STATO-CHIESA: IN 50 ANNI STIPULATI NEL MONDO 128 ACCORDI CONCORDATARI

“Dal 1950 al 1999 sono stati stipulati 128 accordi concordatari, tra la Santa Sede e gli Stati. 85 di questi vanno dal 1950 al 1990 con una media di circa 19 l’anno. Nell’ultimo decennio del XX secolo c’è stata una accelerazione, con 43 accordi concordatari”. Questi dati sono stati forniti da mons. Celestino Migliore, Sotto-Segretario per i rapporti con gli Stati, che è intervenuto ieri a Roma alla presentazione del volume “Raccolta di concordati (1950-1999)” di José T. Martín de Agar, presso la Pontificia Università della Santa Croce. Mons. Migliore ha ricordato che, “fino al 1989, la maggior parte degli accordi hanno riguardato i Paesi dell’Europa occidentale e dell’America Latina. Dopo la caduta del muro di Berlino il panorama si è notevolmente allargato coinvolgendo i Paesi dell’Europa Orientale, del Medio Oriente, dell’Asia e dell’Africa”. Nel concordato con la Polonia, stipulato nel 1993, ad esempio, “si fa riferimento al ruolo svolto dal cattolicesimo e dalla Chiesa nella storia (passata e recente) della nazione polacca – ha spiegato mons.
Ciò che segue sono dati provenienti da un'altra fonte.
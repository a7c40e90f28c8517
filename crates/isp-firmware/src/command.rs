//! Frame-control command layout (firmware ABI)
//!
//! These structures are submitted to the ISP firmware verbatim. Field order,
//! widths, and unit conventions are a binary contract and must not change
//! without a firmware interface revision.
//!
//! Unit conventions:
//! - timing fields are microseconds (`u32`)
//! - gains are 1000-based fixed point (gain 1.0 == 1000; ISO 100 == 1000)
//! - exposure compensation is millis of an EV (1/1000 EV)
//! - lens focus is diopters x100; aperture, focal length and filter density
//!   are their physical value x100
//! - tonemap curve samples are fixed point 0..=[`FW_TONEMAP_SCALE`]
//! - color transform coefficients are Q16.16 fixed point

/// Maximum exposure metering windows per command.
pub const FW_MAX_EXPOSURE_WINDOWS: usize = 3;
/// Maximum focus windows per command.
pub const FW_MAX_FOCUS_WINDOWS: usize = 3;
/// Maximum output buffers per command.
pub const FW_MAX_OUTPUT_BUFFERS: usize = 8;
/// Tonemap curve samples per channel.
pub const FW_TONEMAP_POINTS: usize = 32;
/// Full-scale value of a tonemap curve sample.
pub const FW_TONEMAP_SCALE: u16 = 1024;

/// Valid-mask bit assignments for [`FwFrameControl::valid_mask`].
///
/// A set bit tells the firmware to latch that field group from this command;
/// clear groups keep their previously programmed values.
pub mod mask {
    pub const CONTROL_MODE: u64 = 1 << 0;
    pub const SCENE_MODE: u64 = 1 << 1;
    pub const EFFECT_MODE: u64 = 1 << 2;
    pub const VIDEO_STABILIZATION: u64 = 1 << 3;
    pub const AE_MODE: u64 = 1 << 4;
    pub const AE_LOCK: u64 = 1 << 5;
    pub const AE_ANTIBANDING: u64 = 1 << 6;
    pub const AE_EV_COMPENSATION: u64 = 1 << 7;
    pub const AE_FPS_RANGE: u64 = 1 << 8;
    pub const AE_REGIONS: u64 = 1 << 9;
    pub const AE_TRIGGER: u64 = 1 << 10;
    pub const AF_MODE: u64 = 1 << 11;
    pub const AF_REGIONS: u64 = 1 << 12;
    pub const AF_TRIGGER: u64 = 1 << 13;
    pub const AWB_MODE: u64 = 1 << 14;
    pub const AWB_LOCK: u64 = 1 << 15;
    pub const SENSOR_EXPOSURE: u64 = 1 << 16;
    pub const SENSOR_FRAME_DURATION: u64 = 1 << 17;
    pub const SENSOR_GAIN: u64 = 1 << 18;
    pub const TEST_PATTERN: u64 = 1 << 19;
    pub const LENS_FOCUS: u64 = 1 << 20;
    pub const LENS_APERTURE: u64 = 1 << 21;
    pub const LENS_FILTER_DENSITY: u64 = 1 << 22;
    pub const LENS_FOCAL_LENGTH: u64 = 1 << 23;
    pub const LENS_OIS: u64 = 1 << 24;
    pub const FLASH: u64 = 1 << 25;
    pub const TONEMAP_MODE: u64 = 1 << 26;
    pub const TONEMAP_CURVE: u64 = 1 << 27;
    pub const CC_MODE: u64 = 1 << 28;
    pub const CC_TRANSFORM: u64 = 1 << 29;
    pub const CC_GAINS: u64 = 1 << 30;
    pub const CC_ABERRATION: u64 = 1 << 31;
    pub const NOISE_REDUCTION: u64 = 1 << 32;
    pub const EDGE: u64 = 1 << 33;
    pub const SHADING: u64 = 1 << 34;
    pub const HOT_PIXEL: u64 = 1 << 35;
    pub const DEMOSAIC: u64 = 1 << 36;
    pub const SCALER_CROP: u64 = 1 << 37;
    pub const BLACK_LEVEL_LOCK: u64 = 1 << 38;
    pub const STATS_FACE_DETECT: u64 = 1 << 39;
    pub const STATS_HISTOGRAM: u64 = 1 << 40;
    pub const STATS_SHARPNESS_MAP: u64 = 1 << 41;
    pub const STATS_HOT_PIXEL_MAP: u64 = 1 << 42;
    pub const STATS_LENS_SHADING_MAP: u64 = 1 << 43;
}

/// Firmware encodings for enumerated fields.
pub mod values {
    // 3A orchestration
    pub const CTRL_OFF: u8 = 0;
    pub const CTRL_AUTO: u8 = 1;
    pub const CTRL_SCENE: u8 = 2;

    // Auto exposure
    pub const AE_OFF: u8 = 0;
    pub const AE_ON: u8 = 1;
    pub const AE_ON_AUTO_FLASH: u8 = 2;
    pub const AE_ON_ALWAYS_FLASH: u8 = 3;
    pub const AE_ON_AUTO_FLASH_REDEYE: u8 = 4;

    pub const BANDING_OFF: u8 = 0;
    pub const BANDING_50HZ: u8 = 1;
    pub const BANDING_60HZ: u8 = 2;
    pub const BANDING_AUTO: u8 = 3;

    // Auto focus
    pub const AF_FIXED: u8 = 0;
    pub const AF_AUTO: u8 = 1;
    pub const AF_MACRO: u8 = 2;
    pub const AF_CONTINUOUS_VIDEO: u8 = 3;
    pub const AF_CONTINUOUS_PICTURE: u8 = 4;
    pub const AF_EDOF: u8 = 5;

    // Auto white balance
    pub const AWB_OFF: u8 = 0;
    pub const AWB_AUTO: u8 = 1;
    pub const AWB_INCANDESCENT: u8 = 2;
    pub const AWB_FLUORESCENT: u8 = 3;
    pub const AWB_WARM_FLUORESCENT: u8 = 4;
    pub const AWB_DAYLIGHT: u8 = 5;
    pub const AWB_CLOUDY: u8 = 6;
    pub const AWB_TWILIGHT: u8 = 7;
    pub const AWB_SHADE: u8 = 8;

    // Scene presets
    pub const SCENE_DISABLED: u8 = 0;
    pub const SCENE_ACTION: u8 = 1;
    pub const SCENE_PORTRAIT: u8 = 2;
    pub const SCENE_LANDSCAPE: u8 = 3;
    pub const SCENE_NIGHT: u8 = 4;
    pub const SCENE_NIGHT_PORTRAIT: u8 = 5;
    pub const SCENE_THEATRE: u8 = 6;
    pub const SCENE_BEACH: u8 = 7;
    pub const SCENE_SNOW: u8 = 8;
    pub const SCENE_SUNSET: u8 = 9;
    pub const SCENE_STEADYPHOTO: u8 = 10;
    pub const SCENE_FIREWORKS: u8 = 11;
    pub const SCENE_SPORTS: u8 = 12;
    pub const SCENE_PARTY: u8 = 13;
    pub const SCENE_CANDLELIGHT: u8 = 14;
    pub const SCENE_BARCODE: u8 = 15;

    // Color effects
    pub const EFFECT_OFF: u8 = 0;
    pub const EFFECT_MONO: u8 = 1;
    pub const EFFECT_NEGATIVE: u8 = 2;
    pub const EFFECT_SOLARIZE: u8 = 3;
    pub const EFFECT_SEPIA: u8 = 4;
    pub const EFFECT_POSTERIZE: u8 = 5;
    pub const EFFECT_WHITEBOARD: u8 = 6;
    pub const EFFECT_BLACKBOARD: u8 = 7;
    pub const EFFECT_AQUA: u8 = 8;

    // Triggers
    pub const TRIGGER_IDLE: u8 = 0;
    pub const TRIGGER_START: u8 = 1;
    pub const TRIGGER_CANCEL: u8 = 2;

    // Test patterns
    pub const PATTERN_OFF: u8 = 0;
    pub const PATTERN_SOLID_COLOR: u8 = 1;
    pub const PATTERN_COLOR_BARS: u8 = 2;
    pub const PATTERN_COLOR_BARS_FADE: u8 = 3;
    pub const PATTERN_PN9: u8 = 4;

    // Flash
    pub const FLASH_OFF: u8 = 0;
    pub const FLASH_SINGLE: u8 = 1;
    pub const FLASH_TORCH: u8 = 2;

    // Tonemap
    pub const TONEMAP_CONTRAST_CURVE: u8 = 0;
    pub const TONEMAP_FAST: u8 = 1;
    pub const TONEMAP_HQ: u8 = 2;

    // Shared off/fast/high-quality ladder (NR, edge, shading, hot pixel,
    // chromatic aberration)
    pub const PROC_OFF: u8 = 0;
    pub const PROC_FAST: u8 = 1;
    pub const PROC_HQ: u8 = 2;

    // Color correction
    pub const CC_TRANSFORM_MATRIX: u8 = 0;
    pub const CC_FAST: u8 = 1;
    pub const CC_HQ: u8 = 2;

    // Demosaic
    pub const DEMOSAIC_FAST: u8 = 0;
    pub const DEMOSAIC_HQ: u8 = 1;

    // Face detection
    pub const FD_OFF: u8 = 0;
    pub const FD_SIMPLE: u8 = 1;
    pub const FD_FULL: u8 = 2;

    // Statistics switches
    pub const STATS_DISABLE: u8 = 0;
    pub const STATS_ENABLE: u8 = 1;

    // Result states
    pub const AE_STATE_INACTIVE: u8 = 0;
    pub const AE_STATE_SEARCHING: u8 = 1;
    pub const AE_STATE_CONVERGED: u8 = 2;
    pub const AE_STATE_LOCKED: u8 = 3;
    pub const AE_STATE_FLASH_REQUIRED: u8 = 4;
    pub const AE_STATE_PRECAPTURE: u8 = 5;

    pub const AF_STATE_INACTIVE: u8 = 0;
    pub const AF_STATE_PASSIVE_SCAN: u8 = 1;
    pub const AF_STATE_PASSIVE_FOCUSED: u8 = 2;
    pub const AF_STATE_ACTIVE_SCAN: u8 = 3;
    pub const AF_STATE_FOCUSED: u8 = 4;
    pub const AF_STATE_NOT_FOCUSED: u8 = 5;
    pub const AF_STATE_PASSIVE_UNFOCUSED: u8 = 6;

    pub const AWB_STATE_INACTIVE: u8 = 0;
    pub const AWB_STATE_SEARCHING: u8 = 1;
    pub const AWB_STATE_CONVERGED: u8 = 2;
    pub const AWB_STATE_LOCKED: u8 = 3;

    pub const FLASH_STATE_UNAVAILABLE: u8 = 0;
    pub const FLASH_STATE_CHARGING: u8 = 1;
    pub const FLASH_STATE_READY: u8 = 2;
    pub const FLASH_STATE_FIRED: u8 = 3;
    pub const FLASH_STATE_PARTIAL: u8 = 4;

    pub const LENS_STATIONARY: u8 = 0;
    pub const LENS_MOVING: u8 = 1;

    pub const FLICKER_NONE: u8 = 0;
    pub const FLICKER_50HZ: u8 = 1;
    pub const FLICKER_60HZ: u8 = 2;
}

/// Rectangular window in firmware (binning-adjusted) coordinates.
#[repr(C)]
#[derive(Debug, Clone, Copy, Default, PartialEq, Eq)]
pub struct FwWindow {
    pub h_offset: u32,
    pub v_offset: u32,
    pub h_size: u32,
    pub v_size: u32,
}

/// Weighted focus window in firmware coordinates.
#[repr(C)]
#[derive(Debug, Clone, Copy, Default, PartialEq, Eq)]
pub struct FwFocusWindow {
    pub x_min: u32,
    pub y_min: u32,
    pub x_max: u32,
    pub y_max: u32,
    pub weight: u32,
}

/// Output buffer descriptor handed to the firmware with the command.
#[repr(C)]
#[derive(Debug, Clone, Copy, Default, PartialEq, Eq)]
pub struct FwBufferDesc {
    pub address: u64,
    pub fourcc: u32,
    pub stride: u32,
    pub width: u32,
    pub height: u32,
}

/// Scene orchestration fields.
#[repr(C)]
#[derive(Debug, Clone, Copy, Default, PartialEq, Eq)]
pub struct FwSceneControl {
    pub control_mode: u8,
    pub scene_mode: u8,
    pub effect_mode: u8,
    pub video_stabilization: u8,
}

/// Auto-exposure engine fields.
#[repr(C)]
#[derive(Debug, Clone, Copy, Default, PartialEq, Eq)]
pub struct FwAeControl {
    pub mode: u8,
    pub lock: u8,
    pub precapture_trigger: u8,
    pub antibanding: u8,
    /// 1/1000 EV
    pub ev_compensation_millis: i32,
    /// Frame duration bounds derived from the target fps range, microseconds.
    pub frame_duration_min_us: u32,
    pub frame_duration_max_us: u32,
    pub window_count: u32,
    pub windows: [FwWindow; FW_MAX_EXPOSURE_WINDOWS],
    pub precapture_id: u32,
}

/// Auto-focus engine fields.
#[repr(C)]
#[derive(Debug, Clone, Copy, Default, PartialEq, Eq)]
pub struct FwAfControl {
    pub mode: u8,
    pub trigger: u8,
    pub reserved: [u8; 2],
    pub window_count: u32,
    pub windows: [FwFocusWindow; FW_MAX_FOCUS_WINDOWS],
    pub trigger_id: u32,
}

/// Auto-white-balance engine fields.
#[repr(C)]
#[derive(Debug, Clone, Copy, Default, PartialEq, Eq)]
pub struct FwAwbControl {
    pub mode: u8,
    pub lock: u8,
    pub reserved: [u8; 2],
}

/// Sensor programming fields.
#[repr(C)]
#[derive(Debug, Clone, Copy, Default, PartialEq, Eq)]
pub struct FwSensorControl {
    pub exposure_us: u32,
    pub frame_duration_us: u32,
    /// 1000-based fixed-point analog gain (ISO 100 == 1000).
    pub gain_code: u32,
    pub test_pattern: u8,
    pub reserved: [u8; 3],
    pub test_pattern_data: [u32; 4],
}

/// Lens actuator fields.
#[repr(C)]
#[derive(Debug, Clone, Copy, Default, PartialEq, Eq)]
pub struct FwLensControl {
    /// Diopters x100.
    pub focus_units: u32,
    pub aperture_x100: u32,
    pub filter_density_x100: u32,
    pub focal_length_x100: u32,
    pub ois_enable: u8,
    pub reserved: [u8; 3],
}

/// Flash unit fields.
#[repr(C)]
#[derive(Debug, Clone, Copy, Default, PartialEq, Eq)]
pub struct FwFlashControl {
    pub mode: u8,
    pub power: u8,
    pub reserved: [u8; 2],
    pub firing_time_us: u32,
}

/// Tonemap curve fields. Samples are fixed point 0..=[`FW_TONEMAP_SCALE`].
#[repr(C)]
#[derive(Debug, Clone, Copy, Default, PartialEq, Eq)]
pub struct FwTonemapControl {
    pub mode: u8,
    pub reserved: [u8; 3],
    pub point_count: u32,
    pub curve_red: [u16; FW_TONEMAP_POINTS],
    pub curve_green: [u16; FW_TONEMAP_POINTS],
    pub curve_blue: [u16; FW_TONEMAP_POINTS],
}

/// Image processing block fields (color correction, noise reduction, edge,
/// shading, hot pixel, demosaic, black level).
#[repr(C)]
#[derive(Debug, Clone, Copy, Default, PartialEq, Eq)]
pub struct FwImageControl {
    pub cc_mode: u8,
    pub cc_aberration_mode: u8,
    pub nr_mode: u8,
    pub nr_strength: u8,
    pub edge_mode: u8,
    pub edge_strength: u8,
    pub shading_mode: u8,
    pub shading_strength: u8,
    pub hot_pixel_mode: u8,
    pub demosaic_mode: u8,
    pub black_level_lock: u8,
    pub reserved: u8,
    /// Row-major 3x3, Q16.16.
    pub cc_transform_q16: [i32; 9],
    /// R, G_even, G_odd, B gains, x1000.
    pub cc_gains: [u32; 4],
}

/// Statistics generation switches, re-read by the firmware every request.
#[repr(C)]
#[derive(Debug, Clone, Copy, Default, PartialEq, Eq)]
pub struct FwStatsControl {
    pub face_detect_mode: u8,
    pub histogram_enable: u8,
    pub sharpness_map_enable: u8,
    pub hot_pixel_map_enable: u8,
    pub lens_shading_map_enable: u8,
    pub reserved: [u8; 3],
}

/// The per-request frame-control command submitted to the ISP firmware.
#[repr(C)]
#[derive(Debug, Clone, Copy, Default, PartialEq)]
pub struct FwFrameControl {
    /// Device memory address of this command slot; echoed back in the
    /// completion as the correlation handle.
    pub handle: u64,
    /// Zero-based per-stream frame-control id.
    pub fc_id: u32,
    pub profile_id: u32,
    /// Bit-tagged valid mask, see [`mask`].
    pub valid_mask: u64,
    pub scene: FwSceneControl,
    pub ae: FwAeControl,
    pub af: FwAfControl,
    pub awb: FwAwbControl,
    pub sensor: FwSensorControl,
    pub lens: FwLensControl,
    pub flash: FwFlashControl,
    pub tonemap: FwTonemapControl,
    pub image: FwImageControl,
    pub stats: FwStatsControl,
    /// Output crop in firmware coordinates.
    pub crop: FwWindow,
    pub buffer_count: u32,
    pub buffers: [FwBufferDesc; FW_MAX_OUTPUT_BUFFERS],
}

#[cfg(test)]
mod tests {
    use super::*;

    #[test]
    fn test_mask_bits_distinct() {
        let bits = [
            mask::CONTROL_MODE,
            mask::AE_MODE,
            mask::AE_REGIONS,
            mask::AF_REGIONS,
            mask::SENSOR_EXPOSURE,
            mask::TONEMAP_CURVE,
            mask::STATS_LENS_SHADING_MAP,
        ];
        let mut seen = 0u64;
        for b in bits {
            assert_eq!(b.count_ones(), 1);
            assert_eq!(seen & b, 0);
            seen |= b;
        }
    }

    #[test]
    fn test_default_command_is_all_clear() {
        let cmd = FwFrameControl::default();
        assert_eq!(cmd.valid_mask, 0);
        assert_eq!(cmd.ae.window_count, 0);
        assert_eq!(cmd.buffer_count, 0);
    }
}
Migliore – e al significato del pontificato di Giovanni Paolo; ma è anche da notare il comune richiamo delle parti ai principi del diritto internazionale, ai diritti dell’uomo e al rispetto della dignità della persona come fondamento della democrazia”. Il primo concordato della storia, tra Stato e Chiesa, ricorda José T. Martín de Agar, fu quello di Worms, stipulato nel 1122 dall’imperatore Enrico V e papa Callisto II.